Deal Flow Management: Beyond the Spreadsheet Pipeline
Spreadsheet deal trackers worked for your first 50 companies. They fall apart at 200. Here's how to build a real deal flow management system with kanban stages, scoring frameworks, and analytics.
Michael Kaufman
Founder, Archstone
Every emerging GP starts the same way: a Google Sheet with company names, a few columns for stage and notes, and maybe some conditional formatting to distinguish "Active" from "Passed." It works. For a while.
The problem emerges somewhere around deal 50-100. Your spreadsheet has become a graveyard of half-updated rows, unclear statuses, and notes that made sense three months ago but are now cryptic. You're scrolling through 200 rows to find the company you met last week. Your "pipeline review" consists of scanning a spreadsheet and trying to remember what happened with each deal.
This is not a deal flow management system. It's a list. And lists don't scale.
Why Spreadsheets Fail for Deal Flow
The fundamental issue is that deal flow is a process, and spreadsheets are built for data storage, not process management. Here's where the mismatch becomes painful:
No Workflow Visualization
A spreadsheet shows you rows. It doesn't show you flow. You can't glance at a spreadsheet and immediately see how many deals are in screening vs. diligence vs. term sheet. You have to filter, sort, or count manually. And when you're in a partner meeting trying to discuss the pipeline, scrolling through a spreadsheet is not an impressive presentation.
No Temporal Context
When did you first meet this company? How long have they been in diligence? When was the last time someone updated this record? Spreadsheets don't track history. Every edit overwrites the previous state, so you lose the narrative of how a deal has progressed.
No Source Attribution
Where did this deal come from? Was it a referral from your LP? A cold inbound? A conference meeting? Source tracking is critical for understanding what's actually generating your best deals, but in a spreadsheet, it's an afterthought column that rarely gets filled in consistently.

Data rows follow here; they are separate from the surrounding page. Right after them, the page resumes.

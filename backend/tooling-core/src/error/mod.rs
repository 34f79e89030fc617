pub mod admin;
pub mod config;
pub mod log_view;
pub mod process;
pub mod registry;
pub mod status;

use thiserror::Error;

#[derive(Debug, Error)]
pub enum CoreError {
    #[error(transparent)]
    Admin(#[from] admin::AdminError),

    #[error(transparent)]
    Config(#[from] config::ConfigError),

    #[error(transparent)]
    LogView(#[from] log_view::LogViewError),

    #[error(transparent)]
    Process(#[from] process::ProcessError),

    #[error(transparent)]
    Registry(#[from] registry::RegistryError),

    #[error(transparent)]
    Status(#[from] status::StatusError),
}
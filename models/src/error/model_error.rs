use crate::ErrorLocation;

use thiserror::Error as ThisError;

#[derive(Debug, ThisError)]
pub enum ModelError {
    #[error("Validation Error: {message} {location}")]
    Validation {
        message: String,
        location: ErrorLocation,
    },

    #[error("Property Error: '{key}' has invalid value '{value}' {location}")]
    Property {
        key: String,
        value: String,
        location: ErrorLocation,
    },
}
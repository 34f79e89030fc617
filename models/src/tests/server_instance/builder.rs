use crate::server_instance::{
    DEFAULT_ADMIN_NAME, DEFAULT_ADMIN_PORT, DEFAULT_DEBUG_PORT, DEFAULT_DOMAIN_NAME,
    DEFAULT_HTTP_PORT,
};
use crate::{JvmMode, ModelError, ServerInstanceBuilder};

use std::path::PathBuf;

/// **VALUE**: Verifies that a descriptor needs nothing but a name to describe a
/// freshly created local domain.
///
/// **BUG THIS CATCHES**: Would catch defaults drifting away from what `asadmin
/// create-domain` produces (admin 4848, http 8080, user admin, domain1).
#[test]
fn given_only_name_when_building_then_applies_domain_defaults() {
    // GIVEN: Builder with just a name
    let builder = ServerInstanceBuilder::default().with_name("payara6");

    // WHEN: Building
    let instance = builder.build().expect("defaults should be valid");

    // THEN: Defaults match a fresh domain
    assert_eq!(instance.host, "localhost");
    assert_eq!(instance.http_port, DEFAULT_HTTP_PORT);
    assert_eq!(instance.admin_port, DEFAULT_ADMIN_PORT);
    assert_eq!(instance.admin_user, DEFAULT_ADMIN_NAME);
    assert_eq!(instance.domain_name, DEFAULT_DOMAIN_NAME);
    assert_eq!(instance.jvm_mode, JvmMode::Normal);
    assert!(instance.is_remote(), "no domains folder means remote");
}

#[test]
fn given_missing_name_when_building_then_returns_validation_error() {
    let result = ServerInstanceBuilder::default().with_admin_port(4848).build();

    match result {
        Err(ModelError::Validation { message, .. }) => {
            assert_eq!(message, "Instance name is required");
        }
        other => panic!("expected validation error, got {other:?}"),
    }
}

#[test]
fn given_blank_name_when_building_then_returns_validation_error() {
    let result = ServerInstanceBuilder::default().with_name("   ").build();

    assert!(matches!(result, Err(ModelError::Validation { .. })));
}

/// **VALUE**: The status poller and the HTTP listener cannot share a port.
#[test]
fn given_same_http_and_admin_port_when_building_then_returns_validation_error() {
    let result = ServerInstanceBuilder::default()
        .with_name("clash")
        .with_http_port(4848)
        .with_admin_port(4848)
        .build();

    assert!(matches!(result, Err(ModelError::Validation { .. })));
}

#[test]
fn given_zero_admin_port_when_building_then_returns_validation_error() {
    let result = ServerInstanceBuilder::default()
        .with_name("zero")
        .with_admin_port(0)
        .build();

    assert!(matches!(result, Err(ModelError::Validation { .. })));
}

/// **VALUE**: Privileged debug ports are silently replaced with 9009, matching
/// how stored descriptors with bad debug ports are repaired instead of rejected.
#[cfg(not(windows))]
#[test]
fn given_privileged_debug_port_when_building_then_falls_back_to_default() {
    let instance = ServerInstanceBuilder::default()
        .with_name("debug")
        .with_debug_port(80)
        .build()
        .unwrap();

    assert_eq!(instance.debug_port, DEFAULT_DEBUG_PORT);
}

#[test]
fn given_deployer_url_without_host_when_building_then_host_comes_from_url() {
    let instance = ServerInstanceBuilder::default()
        .with_name("from-url")
        .with_url("[/opt/payara6]deployer:pfv6ee10:build-box:4848")
        .build()
        .unwrap();

    assert_eq!(instance.host, "build-box");
}

#[test]
fn given_local_domain_when_building_then_paths_are_derived() {
    let instance = ServerInstanceBuilder::default()
        .with_name("local")
        .with_domains_dir("/opt/payara6/glassfish/domains")
        .with_domain_name("dev")
        .build()
        .unwrap();

    assert!(!instance.is_remote());
    assert_eq!(
        instance.server_log_path(),
        Some(PathBuf::from("/opt/payara6/glassfish/domains/dev/logs/server.log"))
    );
    assert_eq!(instance.admin_base_url(), "http://localhost:4848");
}

#[test]
fn given_wsl_instance_with_domains_when_checked_then_is_remote() {
    let instance = ServerInstanceBuilder::default()
        .with_name("wsl")
        .with_domains_dir("/mnt/c/payara/domains")
        .with_wsl(true)
        .build()
        .unwrap();

    assert!(instance.is_remote());
}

No Scoring Standardization
How do you compare Deal A to Deal B? If your evaluation criteria live in your head and your notes are in free-text format, every comparison is subjective and inconsistent. Two deals might both be labeled "interesting" but for completely different reasons with completely different conviction levels.
The Kanban Approach
A kanban board organizes deals into visual columns representing pipeline stages. At a glance, you can see the distribution of your pipeline and identify bottlenecks or gaps.
Standard Pipeline Stages
Here's a pipeline structure that works for most emerging VC funds:
Sourced: Initial entry point. You've heard about the company or received a referral. Minimal information captured — company name, one-line description, source, and initial gut reaction.
Screening: You've done enough initial research to determine whether the company warrants a first meeting. This stage includes reviewing the deck (if available), checking the market, and basic founder research.
First Meeting: You've met the founders. Your notes from the meeting are captured, and you have an initial assessment of team, market, and product.
Deep Diligence: You're serious about this deal. You're conducting reference checks, customer calls, market analysis, financial review, and competitive landscape assessment. This is the most resource-intensive stage.
Investment Committee: The deal has passed diligence and is being presented for a final investment decision. For solo GPs, this might be your own formal review process. For partnerships, it's the IC meeting.
Term Sheet / Closing: You've decided to invest and are in the process of negotiating terms and closing the deal.
Closed / Portfolio: The investment is made. The deal moves from pipeline to portfolio.
Passed: You decided not to proceed. Critically, you record why — this builds institutional knowledge about your decision-making patterns.
Why Kanban Works
The visual structure of a kanban board provides several advantages:
Pipeline balance: If you have 50 deals in "Sourced" and 0 in "Screening," you know you're not processing fast enough. If you have 5 deals in "Deep Diligence" simultaneously, you know you're overcommitted and quality will suffer.
Velocity tracking: How long does the average deal spend in each stage? If deals are sitting in "Screening" for three weeks, you have a bottleneck. If deals move from "First Meeting" to "Passed" in 2 days, your screening is effective.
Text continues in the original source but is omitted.